Stored data ::
=== Section Start ===
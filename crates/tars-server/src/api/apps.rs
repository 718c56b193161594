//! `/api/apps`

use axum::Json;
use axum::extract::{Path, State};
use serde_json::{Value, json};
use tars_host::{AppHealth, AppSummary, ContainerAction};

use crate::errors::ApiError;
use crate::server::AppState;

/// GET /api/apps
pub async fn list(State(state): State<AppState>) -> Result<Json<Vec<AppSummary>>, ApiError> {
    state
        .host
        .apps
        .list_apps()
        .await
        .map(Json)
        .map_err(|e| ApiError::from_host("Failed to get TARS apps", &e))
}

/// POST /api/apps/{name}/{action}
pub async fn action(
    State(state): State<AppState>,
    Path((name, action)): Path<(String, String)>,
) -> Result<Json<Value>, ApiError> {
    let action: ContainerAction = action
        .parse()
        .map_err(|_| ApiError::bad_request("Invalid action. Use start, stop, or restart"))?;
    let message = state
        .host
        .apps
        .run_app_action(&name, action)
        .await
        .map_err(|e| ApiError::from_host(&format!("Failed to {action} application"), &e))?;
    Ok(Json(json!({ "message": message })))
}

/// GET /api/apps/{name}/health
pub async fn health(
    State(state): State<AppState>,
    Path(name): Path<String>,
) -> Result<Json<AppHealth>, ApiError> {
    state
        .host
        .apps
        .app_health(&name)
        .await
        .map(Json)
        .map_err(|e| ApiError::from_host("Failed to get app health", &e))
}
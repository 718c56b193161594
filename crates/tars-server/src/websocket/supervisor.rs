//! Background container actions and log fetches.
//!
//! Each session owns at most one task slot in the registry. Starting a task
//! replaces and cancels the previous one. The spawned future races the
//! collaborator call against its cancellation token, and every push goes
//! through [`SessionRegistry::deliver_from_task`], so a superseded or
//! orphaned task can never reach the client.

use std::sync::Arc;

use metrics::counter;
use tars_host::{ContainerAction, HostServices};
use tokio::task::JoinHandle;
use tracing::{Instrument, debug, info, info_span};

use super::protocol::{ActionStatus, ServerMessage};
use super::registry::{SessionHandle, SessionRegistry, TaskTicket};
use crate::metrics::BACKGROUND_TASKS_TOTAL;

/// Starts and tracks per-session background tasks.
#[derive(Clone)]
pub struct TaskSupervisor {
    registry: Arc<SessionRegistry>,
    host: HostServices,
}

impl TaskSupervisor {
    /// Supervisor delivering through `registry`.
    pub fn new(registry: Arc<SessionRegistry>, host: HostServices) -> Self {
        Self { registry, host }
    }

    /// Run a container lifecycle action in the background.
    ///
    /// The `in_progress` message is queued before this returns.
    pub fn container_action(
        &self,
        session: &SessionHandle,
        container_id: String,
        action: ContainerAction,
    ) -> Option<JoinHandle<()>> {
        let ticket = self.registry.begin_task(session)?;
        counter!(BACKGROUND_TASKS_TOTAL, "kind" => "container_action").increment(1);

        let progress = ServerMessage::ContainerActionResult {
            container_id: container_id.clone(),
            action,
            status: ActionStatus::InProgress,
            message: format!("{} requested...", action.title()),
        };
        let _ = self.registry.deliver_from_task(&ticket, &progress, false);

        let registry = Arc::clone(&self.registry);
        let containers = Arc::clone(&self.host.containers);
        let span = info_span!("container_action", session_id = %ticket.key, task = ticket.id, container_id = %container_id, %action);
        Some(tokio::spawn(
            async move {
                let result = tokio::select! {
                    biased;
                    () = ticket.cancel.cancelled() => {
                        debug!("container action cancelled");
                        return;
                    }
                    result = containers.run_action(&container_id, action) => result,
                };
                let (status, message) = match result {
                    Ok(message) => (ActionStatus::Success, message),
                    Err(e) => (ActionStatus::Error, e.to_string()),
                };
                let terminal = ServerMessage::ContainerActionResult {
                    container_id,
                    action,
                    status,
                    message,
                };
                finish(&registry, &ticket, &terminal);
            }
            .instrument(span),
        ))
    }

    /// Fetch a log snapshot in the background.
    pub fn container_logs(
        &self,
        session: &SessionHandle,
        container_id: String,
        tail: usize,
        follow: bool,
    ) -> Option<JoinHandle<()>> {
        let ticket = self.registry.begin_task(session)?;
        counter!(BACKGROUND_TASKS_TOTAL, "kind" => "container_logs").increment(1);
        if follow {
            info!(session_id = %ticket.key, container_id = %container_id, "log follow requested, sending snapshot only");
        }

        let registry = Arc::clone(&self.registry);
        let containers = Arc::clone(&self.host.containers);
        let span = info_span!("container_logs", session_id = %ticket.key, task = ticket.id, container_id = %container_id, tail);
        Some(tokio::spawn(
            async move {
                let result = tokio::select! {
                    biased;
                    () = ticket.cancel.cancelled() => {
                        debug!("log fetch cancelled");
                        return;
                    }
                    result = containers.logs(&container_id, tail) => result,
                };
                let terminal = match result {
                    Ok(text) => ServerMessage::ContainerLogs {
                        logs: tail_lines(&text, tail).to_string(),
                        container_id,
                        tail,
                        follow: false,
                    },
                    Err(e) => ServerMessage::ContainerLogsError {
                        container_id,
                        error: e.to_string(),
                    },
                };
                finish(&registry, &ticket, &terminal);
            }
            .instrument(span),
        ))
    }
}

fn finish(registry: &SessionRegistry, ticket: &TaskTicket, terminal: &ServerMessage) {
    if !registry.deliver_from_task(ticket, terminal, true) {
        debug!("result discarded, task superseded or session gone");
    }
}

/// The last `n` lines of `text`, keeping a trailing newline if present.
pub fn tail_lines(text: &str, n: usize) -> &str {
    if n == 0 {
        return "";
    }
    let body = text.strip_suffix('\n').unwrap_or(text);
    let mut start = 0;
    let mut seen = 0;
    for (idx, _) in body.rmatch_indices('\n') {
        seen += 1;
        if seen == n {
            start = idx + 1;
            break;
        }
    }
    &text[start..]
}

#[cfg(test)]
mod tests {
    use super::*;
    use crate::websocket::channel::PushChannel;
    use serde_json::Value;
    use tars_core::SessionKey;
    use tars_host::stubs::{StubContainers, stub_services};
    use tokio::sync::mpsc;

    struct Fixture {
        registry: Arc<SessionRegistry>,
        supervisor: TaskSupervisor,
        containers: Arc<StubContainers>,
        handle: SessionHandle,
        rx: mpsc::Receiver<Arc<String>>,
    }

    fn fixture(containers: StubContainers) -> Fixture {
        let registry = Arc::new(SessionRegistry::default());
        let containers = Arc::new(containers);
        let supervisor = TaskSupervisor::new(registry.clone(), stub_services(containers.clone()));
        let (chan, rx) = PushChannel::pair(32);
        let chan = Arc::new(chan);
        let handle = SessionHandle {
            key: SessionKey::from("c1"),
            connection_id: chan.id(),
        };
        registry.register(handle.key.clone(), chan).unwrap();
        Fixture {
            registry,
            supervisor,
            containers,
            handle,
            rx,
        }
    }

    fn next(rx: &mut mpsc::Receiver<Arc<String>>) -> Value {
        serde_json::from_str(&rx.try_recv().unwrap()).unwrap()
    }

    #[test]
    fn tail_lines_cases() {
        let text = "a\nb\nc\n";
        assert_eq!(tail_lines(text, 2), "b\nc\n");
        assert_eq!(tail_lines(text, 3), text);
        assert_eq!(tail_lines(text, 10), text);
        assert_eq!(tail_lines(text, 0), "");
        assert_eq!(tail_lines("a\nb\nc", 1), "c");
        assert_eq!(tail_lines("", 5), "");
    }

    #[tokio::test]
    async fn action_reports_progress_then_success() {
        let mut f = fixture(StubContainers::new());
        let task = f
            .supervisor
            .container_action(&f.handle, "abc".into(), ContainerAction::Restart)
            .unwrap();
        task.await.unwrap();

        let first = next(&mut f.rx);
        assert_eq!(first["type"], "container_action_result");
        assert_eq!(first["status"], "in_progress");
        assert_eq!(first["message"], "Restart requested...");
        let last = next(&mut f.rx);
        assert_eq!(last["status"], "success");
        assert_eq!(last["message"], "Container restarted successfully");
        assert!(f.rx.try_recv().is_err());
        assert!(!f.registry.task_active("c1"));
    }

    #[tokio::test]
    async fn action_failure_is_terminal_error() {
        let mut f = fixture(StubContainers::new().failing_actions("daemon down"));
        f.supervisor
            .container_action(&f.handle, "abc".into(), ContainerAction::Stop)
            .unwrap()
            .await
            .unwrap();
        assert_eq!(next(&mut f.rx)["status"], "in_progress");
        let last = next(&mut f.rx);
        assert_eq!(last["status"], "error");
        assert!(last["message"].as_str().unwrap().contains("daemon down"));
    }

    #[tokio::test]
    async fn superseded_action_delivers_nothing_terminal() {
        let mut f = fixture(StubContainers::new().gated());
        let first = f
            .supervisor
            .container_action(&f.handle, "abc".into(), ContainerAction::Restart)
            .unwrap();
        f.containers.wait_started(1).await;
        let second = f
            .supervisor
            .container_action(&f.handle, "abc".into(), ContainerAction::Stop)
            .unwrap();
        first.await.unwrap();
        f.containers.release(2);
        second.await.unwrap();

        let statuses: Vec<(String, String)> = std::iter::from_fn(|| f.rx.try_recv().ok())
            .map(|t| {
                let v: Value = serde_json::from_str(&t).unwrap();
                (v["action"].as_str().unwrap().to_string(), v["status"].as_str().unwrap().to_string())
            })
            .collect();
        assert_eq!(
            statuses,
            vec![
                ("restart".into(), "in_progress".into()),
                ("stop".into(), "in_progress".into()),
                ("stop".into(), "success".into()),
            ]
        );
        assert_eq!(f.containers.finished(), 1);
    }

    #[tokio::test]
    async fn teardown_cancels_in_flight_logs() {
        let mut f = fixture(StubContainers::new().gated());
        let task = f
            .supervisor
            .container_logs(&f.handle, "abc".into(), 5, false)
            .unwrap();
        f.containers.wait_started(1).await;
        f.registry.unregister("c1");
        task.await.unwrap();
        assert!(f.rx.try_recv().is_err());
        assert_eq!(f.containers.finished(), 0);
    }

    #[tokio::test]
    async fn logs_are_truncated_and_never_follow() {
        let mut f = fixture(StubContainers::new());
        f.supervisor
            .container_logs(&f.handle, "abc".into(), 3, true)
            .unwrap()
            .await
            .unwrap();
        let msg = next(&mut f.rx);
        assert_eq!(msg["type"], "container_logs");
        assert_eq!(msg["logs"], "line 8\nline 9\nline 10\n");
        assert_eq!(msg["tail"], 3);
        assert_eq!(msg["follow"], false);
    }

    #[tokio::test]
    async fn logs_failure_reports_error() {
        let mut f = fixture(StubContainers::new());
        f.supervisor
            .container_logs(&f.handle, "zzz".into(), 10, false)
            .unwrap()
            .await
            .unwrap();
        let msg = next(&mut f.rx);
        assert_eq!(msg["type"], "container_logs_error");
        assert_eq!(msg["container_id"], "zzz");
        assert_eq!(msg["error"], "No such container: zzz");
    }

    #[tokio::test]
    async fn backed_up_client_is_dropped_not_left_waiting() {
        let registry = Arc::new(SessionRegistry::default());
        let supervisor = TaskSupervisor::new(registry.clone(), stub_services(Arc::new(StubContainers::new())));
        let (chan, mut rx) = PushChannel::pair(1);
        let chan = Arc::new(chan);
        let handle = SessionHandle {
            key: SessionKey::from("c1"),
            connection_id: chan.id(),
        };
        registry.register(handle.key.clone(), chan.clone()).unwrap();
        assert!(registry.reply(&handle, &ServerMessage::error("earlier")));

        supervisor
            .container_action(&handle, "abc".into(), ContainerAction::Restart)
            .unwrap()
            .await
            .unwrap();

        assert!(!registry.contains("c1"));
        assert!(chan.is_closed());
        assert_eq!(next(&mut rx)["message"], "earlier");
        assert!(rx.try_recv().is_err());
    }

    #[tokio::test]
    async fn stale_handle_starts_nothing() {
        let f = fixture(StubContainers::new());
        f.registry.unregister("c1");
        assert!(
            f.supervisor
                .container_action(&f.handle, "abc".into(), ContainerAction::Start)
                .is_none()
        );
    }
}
=== Section End ===
Each line above that contains the word "snapshot" must be copied.

OUTPUT FOR THIS EXERCISE ::
    /// Fetch a log snapshot in the background.
            info!(session_id = %ticket.key, container_id = %container_id, "log follow requested, sending snapshot only");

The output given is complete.